• TASK PROMPT: Starting with the line containing "for (index, item)" and going on through the line containing "fn bulk(text: &str)", return the lines of the data below exactly, and only those.

Stored items:
══════════════════════════════

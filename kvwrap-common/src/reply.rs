//! # Reply Model
//!
//! The tagged value a server produces for one command. A reply is read once,
//! consumed by the client's flattening step and then dropped.

use std::fmt;

/// Text used for a nil reply once it has been converted to a response.
///
/// Distinct from the empty string so callers can tell "no value" from "".
pub const NIL: &str = "(nil)";

/// Status text the server uses for a successful command.
pub const OK: &str = "OK";

/// Raw reply to one command.
#[derive(Debug, Clone, PartialEq, Eq)]
pub enum ReplyValue {
    /// -ERR ... replies.
    Error(String),
    /// +OK or +PONG style replies.
    Status(String),
    /// $... bulk strings.
    BulkString(String),
    /// :123 replies.
    Integer(i64),
    /// $-1 or *-1.
    Nil,
    /// *... arrays, possibly nested.
    Array(Vec<ReplyValue>),
}

impl ReplyValue {
    /// True for a server error reply (`-ERR ...`).
    pub fn is_error(&self) -> bool {
        matches!(self, ReplyValue::Error(_))
    }
}

impl fmt::Display for ReplyValue {
    fn fmt(&self, f: &mut fmt::Formatter<'_>) -> fmt::Result {
        match self {
            ReplyValue::Error(message) => write!(f, "(error) {}", message),
            ReplyValue::Status(text) | ReplyValue::BulkString(text) => f.write_str(text),
            ReplyValue::Integer(value) => write!(f, "(integer) {}", value),
            ReplyValue::Nil => f.write_str(NIL),
            ReplyValue::Array(items) => {
                f.write_str("[")?;
                for (idx, item) in items.iter().enumerate() {
                    if idx > 0 {
                        f.write_str(", ")?;
                    }
                    write!(f, "{}", item)?;
                }
                f.write_str("]")
            }
        }
    }
}
//! # Reply Flattening
//!
//! Converts one raw reply into a [`Response`] and, when the policy queues,
//! pushes every leaf of the reply onto the response queue.
//!
//! Array wrappers are never queued; their leaves are, in left-to-right order.
//! If any element of an array fails, everything that array queued during its
//! traversal is removed again and the array's response is that failure.

use kvwrap_common::{ReplyValue, NIL};
use tracing::{debug, warn};

use crate::flags::Delivery;
use crate::queue::ResponseQueue;
use crate::response::{FailureKind, Response};

/// Flattens `reply` into `queue` under `delivery` and returns the command's
/// direct response.
///
/// A successful array reply returns an empty payload; its data lives in the
/// queue.
pub fn flatten_reply(reply: ReplyValue, delivery: Delivery, queue: &mut ResponseQueue) -> Response {
    match reply {
        ReplyValue::Error(message) => {
            warn!(error = %message, "server returned an error reply");
            Response::failure(FailureKind::Protocol, message)
        }
        ReplyValue::Status(text) | ReplyValue::BulkString(text) => leaf(text, delivery, queue),
        ReplyValue::Integer(value) => leaf(value.to_string(), delivery, queue),
        ReplyValue::Nil => leaf(NIL.to_string(), delivery, queue),
        ReplyValue::Array(items) => flatten_array(items, delivery, queue),
    }
}

fn leaf(payload: String, delivery: Delivery, queue: &mut ResponseQueue) -> Response {
    if delivery == Delivery::Queue {
        queue.push(payload.clone());
    }
    Response::success(payload)
}

fn flatten_array(items: Vec<ReplyValue>, delivery: Delivery, queue: &mut ResponseQueue) -> Response {
    let mark = queue.len();
    let total = items.len();
    for (index, item) in items.into_iter().enumerate() {
        let response = flatten_reply(item, delivery, queue);
        if !response.is_success() {
            let removed = queue.rollback_to(mark);
            debug!(index, total, removed, "array element failed; rolled back queued siblings");
            return response;
        }
    }
    Response::default()
}

#[cfg(test)]
mod tests {
    use super::*;

    fn bulk(text: &str) -> ReplyValue {
        ReplyValue::BulkString(text.to_string())
    }

    fn drain(queue: &mut ResponseQueue) -> Vec<String> {
        std::iter::from_fn(|| queue.pop(false)).collect()
    }

    #[test]
    fn scalar_replies() {
        let mut queue = ResponseQueue::new();
        let status = flatten_reply(ReplyValue::Status("OK".into()), Delivery::Queue, &mut queue);
        let integer = flatten_reply(ReplyValue::Integer(-12), Delivery::Queue, &mut queue);
        let nil = flatten_reply(ReplyValue::Nil, Delivery::Queue, &mut queue);
        let empty = flatten_reply(bulk(""), Delivery::Queue, &mut queue);

        assert_eq!(status.payload(), "OK");
        assert_eq!(integer.payload(), "-12");
        assert!(nil.is_nil());
        assert_eq!(empty.payload(), "");
        assert!(!empty.is_nil());
        assert_eq!(drain(&mut queue), vec!["OK", "-12", NIL, ""]);
    }

    #[test]
    fn error_reply_fails_and_is_not_queued() {
        let mut queue = ResponseQueue::new();
        let response = flatten_reply(ReplyValue::Error("ERR nope".into()), Delivery::Queue, &mut queue);
        assert_eq!(response.failure_kind(), Some(FailureKind::Protocol));
        assert_eq!(response.payload(), "ERR nope");
        assert!(queue.is_empty());
    }

    #[test]
    fn array_preserves_order_without_wrapper() {
        let mut queue = ResponseQueue::new();
        let reply = ReplyValue::Array(vec![bulk("A"), bulk("B"), bulk("C")]);
        let response = flatten_reply(reply, Delivery::Queue, &mut queue);
        assert!(response.is_success());
        assert_eq!(response.payload(), "");
        assert_eq!(drain(&mut queue), vec!["A", "B", "C"]);
    }

    #[test]
    fn nested_arrays_flatten_depth_first() {
        let mut queue = ResponseQueue::new();
        let reply = ReplyValue::Array(vec![
            bulk("A"),
            ReplyValue::Array(vec![ReplyValue::Integer(1), ReplyValue::Nil]),
            bulk("C"),
        ]);
        flatten_reply(reply, Delivery::Queue, &mut queue);
        assert_eq!(drain(&mut queue), vec!["A", "1", NIL, "C"]);
    }

    #[test]
    fn failed_element_rolls_back_only_this_array() {
        let mut queue = ResponseQueue::new();
        queue.push("earlier".to_string());
        let reply = ReplyValue::Array(vec![
            bulk("A"),
            ReplyValue::Error("ERR middle".into()),
            bulk("C"),
        ]);
        let response = flatten_reply(reply, Delivery::Queue, &mut queue);
        assert!(!response.is_success());
        assert_eq!(response.payload(), "ERR middle");
        assert_eq!(drain(&mut queue), vec!["earlier"]);
    }

    #[test]
    fn failure_inside_nested_array_rolls_back_outer_siblings() {
        let mut queue = ResponseQueue::new();
        let reply = ReplyValue::Array(vec![
            bulk("A"),
            ReplyValue::Array(vec![bulk("B"), ReplyValue::Error("ERR deep".into())]),
        ]);
        let response = flatten_reply(reply, Delivery::Queue, &mut queue);
        assert!(!response.is_success());
        assert!(queue.is_empty());
    }

    #[test]
    fn discard_never_queues() {
        let mut queue = ResponseQueue::new();
        let reply = ReplyValue::Array(vec![bulk("A"), bulk("B")]);
        assert!(flatten_reply(reply, Delivery::Discard, &mut queue).is_success());
        let single = flatten_reply(bulk("x"), Delivery::Discard, &mut queue);
        assert_eq!(single.payload(), "x");
        assert!(queue.is_empty());
    }

    #[test]
    fn empty_array_succeeds_with_nothing_queued() {
        let mut queue = ResponseQueue::new();
        let response = flatten_reply(ReplyValue::Array(Vec::new()), Delivery::Queue, &mut queue);
        assert!(response.is_success());
        assert!(queue.is_empty());
    }
}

══════════════════════════════

• WRITTEN ANSWER:
    for (index, item) in items.into_iter().enumerate() {
        let response = flatten_reply(item, delivery, queue);
        if !response.is_success() {
            let removed = queue.rollback_to(mark);
            debug!(index, total, removed, "array element failed; rolled back queued siblings");
            return response;
        }
    }
    Response::default()
}

#[cfg(test)]
mod tests {
    use super::*;

    fn bulk(text: &str) -> ReplyValue {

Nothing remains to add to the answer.